To the website of the research project
NWO-VIDI: Greek Criticism and Latin Literature. Classicism and Cultural Interaction in the Late Republican and Early Imperial Rome
|Title||Greek Criticism and Latin Literature. Classicism and Cultural Interaction in the Late Republican and Early Imperial Rome|
|Supervisor||dr. C.C. de Jonge|
|Department||Classics and Classical Civilization|
|Researchers||dr. C.C. de jonge, drs. A.M. Schippers, drs. S. Ooms, Mw. M. de Vries|
|Term||01-04-2014 until 31-12-2018|
This project will examine the intriguing relationship between Greek literary criticism and Latin literature in Rome (first centuries BC and AD). It will focus on the connections between the Greek treatises of Dionysius of Halicarnassus and Roman works of rhetoric (Cicero, Quintilian) and Latin poetry (Virgil, Horace).
In his critical works, Dionysius studies the classical literature of the Greek past. His activities, however, are firmly based in the literary and rhetorical culture of the Roman present. Dionysius knows Latin, teaches Roman students and participates in a network of Greek and Roman intellectuals. The works of Dionysius and his Greek colleagues (Caecilius, Longinus) have traditionally been studied as part of the Greek tradition of literary criticism, whereas the interaction between Greek critics and contemporary authors of Latin texts has received little attention. This project will argue that Greek scholars and Roman writers participate in a continuous dialogue, contributing to a discourse of poetics, rhetoric and literary criticism. Common interests between Dionysius and Roman authors include classicism, stylistic composition, and creative imitation.
Classical Greek literature plays a central role in the cultural interaction between Greeks and Romans.
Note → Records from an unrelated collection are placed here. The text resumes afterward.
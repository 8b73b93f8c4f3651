use thiserror::Error;

pub mod core_config;


#[derive(Debug, Error)]
pub enum ConfigParsingError {
    #[error("Config parsing error: `{0}`")]
    GeneralParsingError(String),
}

#[derive(Debug, Error)]
pub enum ConfigValidationError {
    #[error("Invalid value of `{key}`: {reason}")]
    InvalidValue { key: String, reason: String },
    #[error("Missing template replacement `{0}`")]
    MissingTemplateReplacement(String),
}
Greeks under Roman rule locate their identity in the classical past of Greece. Romans are interested in the same Greek tradition, which inspires them to compose new literary works in competition with the Greeks: Sappho and Pindar are important models for both Dionysius and Horace, as Demosthenes is for Dionysius and Cicero. The literary past forms a powerful means of negotiating identity for Greeks as well as Romans, since it helps both groups to define their role in the present.
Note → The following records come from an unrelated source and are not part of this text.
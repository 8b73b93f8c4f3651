use serde_json::Value;
use shared_types::CredentialOfferId;
use time::OffsetDateTime;
use uuid::Uuid;

use super::OID4VCIService;
use super::dto::{
    OpenID4VCICredentialRequestDTO, OpenID4VCITokenRequestDTO, OpenID4VCITokenResponseDTO,
};
use super::mapper::token_response_from_offer;
use super::validator::{
    offer_not_valid_error, parse_uuid, throw_if_access_token_expired, throw_if_format_mismatch,
    throw_if_offer_not_in_progress, throw_if_response_encryption_invalid,
    throw_if_token_request_invalid,
};
use crate::model::credential_offer::{
    CredentialOffer, CredentialOfferRelations, CredentialOfferStateEnum,
};
use crate::model::status_list::{StatusListRelations, StatusListSlotRelations};
use crate::proto::proof_validator::model::{HolderBindingKey, ProofValidationContext};
use crate::provider::credential_formatter::error::FormatterError;
use crate::provider::credential_formatter::model::{CredentialBuildRequest, CredentialEnvelope};
use crate::provider::issuer_metadata::IssuerMetadataError;
use crate::provider::issuer_metadata::model::CredentialConfiguration;
use crate::repository::error::DataLayerError;
use crate::service::error::{
    CredentialRequestError, CredentialRequestErrorCode, OAuthError, ServiceError,
};

impl OID4VCIService {
    pub fn get_issuer_metadata(&self) -> Value {
        self.metadata_provider.issuer_metadata()
    }

    pub fn get_openid_configuration(&self) -> Value {
        self.metadata_provider.openid_configuration()
    }

    /// Redeems a pre-authorized code for an access token.
    ///
    /// Each code can be redeemed exactly once, concurrent redemptions of the
    /// same code are decided by the storage layer.
    pub async fn create_token(
        &self,
        request: OpenID4VCITokenRequestDTO,
    ) -> Result<OpenID4VCITokenResponseDTO, ServiceError> {
        throw_if_token_request_invalid(&request)?;
        let offer_id: CredentialOfferId = parse_uuid(&request.pre_authorized_code)?.into();

        let now = OffsetDateTime::now_utc();
        let offer = self
            .credential_offer_repository
            .get_credential_offer(&offer_id, &CredentialOfferRelations::default())
            .await?;
        let Some(mut offer) = self.expire_if_needed(offer, now).await? else {
            return Err(OAuthError::invalid_grant("Invalid preAuthCode").into());
        };

        if offer.state != CredentialOfferStateEnum::Offered {
            return Err(OAuthError::invalid_grant("Credential has already been used").into());
        }

        let update = offer
            .mark_as_in_progress(now, self.context.token_ttl)
            .map_err(|_| OAuthError::invalid_grant("Credential has already been used"))?;

        match self
            .credential_offer_repository
            .compare_and_transition(&offer.id, CredentialOfferStateEnum::Offered, update)
            .await
        {
            Ok(()) => {}
            Err(DataLayerError::RecordNotUpdated) => {
                return Err(OAuthError::invalid_grant("Credential has already been used").into());
            }
            Err(error) => return Err(error.into()),
        }

        tracing::info!("Pre-authorized code redeemed for credential offer {}", offer.id);

        token_response_from_offer(&offer, now)
    }

    /// Issues the credential for an access token obtained from [`Self::create_token`].
    pub async fn create_credential(
        &self,
        access_token: &str,
        request: OpenID4VCICredentialRequestDTO,
    ) -> Result<CredentialEnvelope, ServiceError> {
        let access_token = parse_uuid(access_token)?;

        let now = OffsetDateTime::now_utc();
        let offer = self.get_offer_by_access_token(&access_token, now).await?;

        throw_if_offer_not_in_progress(&offer)?;
        throw_if_access_token_expired(&offer, now)?;

        let credential_configuration_id = offer
            .credential_configuration_ids
            .first()
            .ok_or_else(credential_not_offered)?
            .to_owned();
        let configuration = self
            .metadata_provider
            .get_credential_configuration(&credential_configuration_id)
            .map_err(|error| match error {
                IssuerMetadataError::UnknownCredentialConfiguration(_) => {
                    ServiceError::from(credential_not_offered())
                }
                other => other.into(),
            })?;

        throw_if_format_mismatch(&configuration, &request.format)?;

        let holder_binding = self.holder_binding(&offer, &configuration, &request, now)?;

        let response_encryption = self.metadata_provider.response_encryption();
        throw_if_response_encryption_invalid(
            response_encryption.as_ref(),
            request.credential_response_encryption.as_ref(),
        )?;

        let status_list_slots = self
            .status_list_repository
            .get_status_list_slots(
                &offer.id,
                &StatusListSlotRelations {
                    status_list: Some(StatusListRelations::default()),
                },
            )
            .await?;

        let format_builder = self
            .format_builder_provider
            .get_format_builder(&configuration.format)
            .ok_or_else(|| FormatterError::MissingFormatBuilder(configuration.format.to_owned()))?;

        let envelope = format_builder
            .build(CredentialBuildRequest {
                offer: offer.clone(),
                configuration,
                holder_binding,
                response_encryption: request.credential_response_encryption,
                credential_types: vec![credential_configuration_id],
                status_list_slots,
            })
            .await?;

        let mut offer = offer;
        let update = offer
            .mark_as_issued(now)
            .map_err(|error| offer_not_valid_error(error.from))?;

        match self
            .credential_offer_repository
            .compare_and_transition(&offer.id, CredentialOfferStateEnum::InProgress, update)
            .await
        {
            Ok(()) => {}
            Err(DataLayerError::RecordNotUpdated) => {
                return Err(self.lost_issuance_race(&offer.id).await);
            }
            Err(error) => return Err(error.into()),
        }

        tracing::info!("Credential issued for credential offer {}", offer.id);

        Ok(envelope)
    }

    async fn get_offer_by_access_token(
        &self,
        access_token: &Uuid,
        now: OffsetDateTime,
    ) -> Result<CredentialOffer, ServiceError> {
        let offer = self
            .credential_offer_repository
            .get_credential_offer_by_access_token(
                access_token,
                &CredentialOfferRelations::default(),
            )
            .await?;

        self.expire_if_needed(offer, now)
            .await?
            .ok_or_else(|| OAuthError::invalid_request("Invalid accessToken").into())
    }

    /// Expires the offer on read once its deadline has passed.
    ///
    /// Returns the normalized record, the caller reports its state.
    async fn expire_if_needed(
        &self,
        offer: Option<CredentialOffer>,
        now: OffsetDateTime,
    ) -> Result<Option<CredentialOffer>, ServiceError> {
        let mut offer = offer;

        loop {
            let Some(current) = offer.as_mut() else {
                return Ok(None);
            };

            if !current.has_offer_expired(now) {
                return Ok(offer);
            }

            let expected_state = current.state;
            let Some(update) = current.mark_as_expired(now) else {
                // already expired or issued
                return Ok(offer);
            };
            let id = current.id;

            match self
                .credential_offer_repository
                .compare_and_transition(&id, expected_state, update)
                .await
            {
                Ok(()) => {
                    tracing::info!("Credential offer {id} expired");
                    return Ok(offer);
                }
                // another writer moved the offer, expire the fresh record
                Err(DataLayerError::RecordNotUpdated) => {
                    offer = self
                        .credential_offer_repository
                        .get_credential_offer(&id, &CredentialOfferRelations::default())
                        .await?;
                }
                Err(error) => return Err(error.into()),
            }
        }
    }

    fn holder_binding(
        &self,
        offer: &CredentialOffer,
        configuration: &CredentialConfiguration,
        request: &OpenID4VCICredentialRequestDTO,
        now: OffsetDateTime,
    ) -> Result<Option<HolderBindingKey>, ServiceError> {
        let Some(proof_types) = configuration
            .proof_types_supported
            .as_ref()
            .filter(|_| configuration.requires_proof())
        else {
            return Ok(None);
        };

        let proof = request.proof.as_ref().ok_or_else(|| {
            CredentialRequestError::invalid_proof(
                "Proof must be provided for the requested credential",
            )
        })?;

        let supported = proof_types
            .get(&proof.proof_type().to_string())
            .ok_or_else(|| {
                CredentialRequestError::invalid_proof(
                    "Provided proof is not supported for the credential requested.",
                )
            })?;

        let issuer_id = self.metadata_provider.credential_issuer();
        let key = proof
            .validate(
                offer,
                &ProofValidationContext {
                    issuer_id: &issuer_id,
                    supported_signing_algorithms: &supported.proof_signing_alg_values_supported,
                    now,
                    crypto: &*self.crypto,
                },
            )
            .map_err(|error| {
                tracing::warn!("Invalid proof for credential offer {}: {error}", offer.id);
                CredentialRequestError::invalid_proof(error.to_string())
            })?;

        Ok(Some(key))
    }

    /// Reports the state another writer moved the offer to
    async fn lost_issuance_race(&self, id: &CredentialOfferId) -> ServiceError {
        let current = self
            .credential_offer_repository
            .get_credential_offer(id, &CredentialOfferRelations::default())
            .await;

        match current {
            Ok(Some(offer)) => offer_not_valid_error(offer.state),
            Ok(None) => OAuthError::invalid_request("Invalid accessToken").into(),
            Err(error) => error.into(),
        }
    }
}

fn credential_not_offered() -> CredentialRequestError {
    CredentialRequestError::new(
        CredentialRequestErrorCode::InvalidCredentialRequest,
        "Requested Credential is not offered (anymore).",
    )
}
By drawing attention to the unexplored dialogue between Greek criticism and Latin literature, this research project aims to present a new vision of rhetorical and literary culture in Late Republican and Early Imperial Rome.
To project website
NWO-VENI: Shaping Roman virtue. Early Roman oratory and the fashioning of aristocratic identity in the Empire
|Title||Shaping Roman virtue. Early Roman oratory and the fashioning of aristocratic identity in the Empire|
|Supervisor||dr. C.H. Pieper|
|Department||Greek and Latin languages and cultures|
|Researcher||dr. C.H. Pieper|
Even in our time, the model for rhetorical theory and practice remains classical antiquity, notably the Roman orator Cicero. But what about the orators that came before Cicero? Our knowledge of pre-Ciceronian oratory, of which we possess only a few, strongly fragmented original texts, is largely based on Cicero's Brutus. In this work, however, Cicero constructs an 'ideal orator' which implies that his view on the earlier period is all but objective. Factual literary history of early Roman oratory is therefore impossible to achieve. Rather, my project aims to analyse pre-Ciceronian rhetoric in the context of the later shaping of Roman and especially aristocratic values. Traditionally, oratory was a key competence of the Roman upper classes. They used it to ensure the stability of the political and social system on which their power was based. With the end of the republic, space for oratory in political debate was much reduced, since major decisions were now taken by the emperor. In response, the Roman nobility had to reshape its social identity and negotiate its position. One argumentative strategy in this process was the fashioning of an idealized image of republican eloquence and the ancient orators. By the insertion of their concept of ?republican oratory? as cultural capital within a socio-cultural canon, they shaped themselves as the true carriers of republican values. Thus discourse about republican oratory became itself an instrument for stabilizing contemporary identities. My project will map this process of negotiation from the end of the 1st century BC to the 2nd century AD. I will contrast the cultural fashioning of republican orators with the fragmentary remains of their texts in order to establish points of contact and disagreement. The hypothesis is that our understanding of these fragments cannot be separated from the imperial process of shaping ideal oratory.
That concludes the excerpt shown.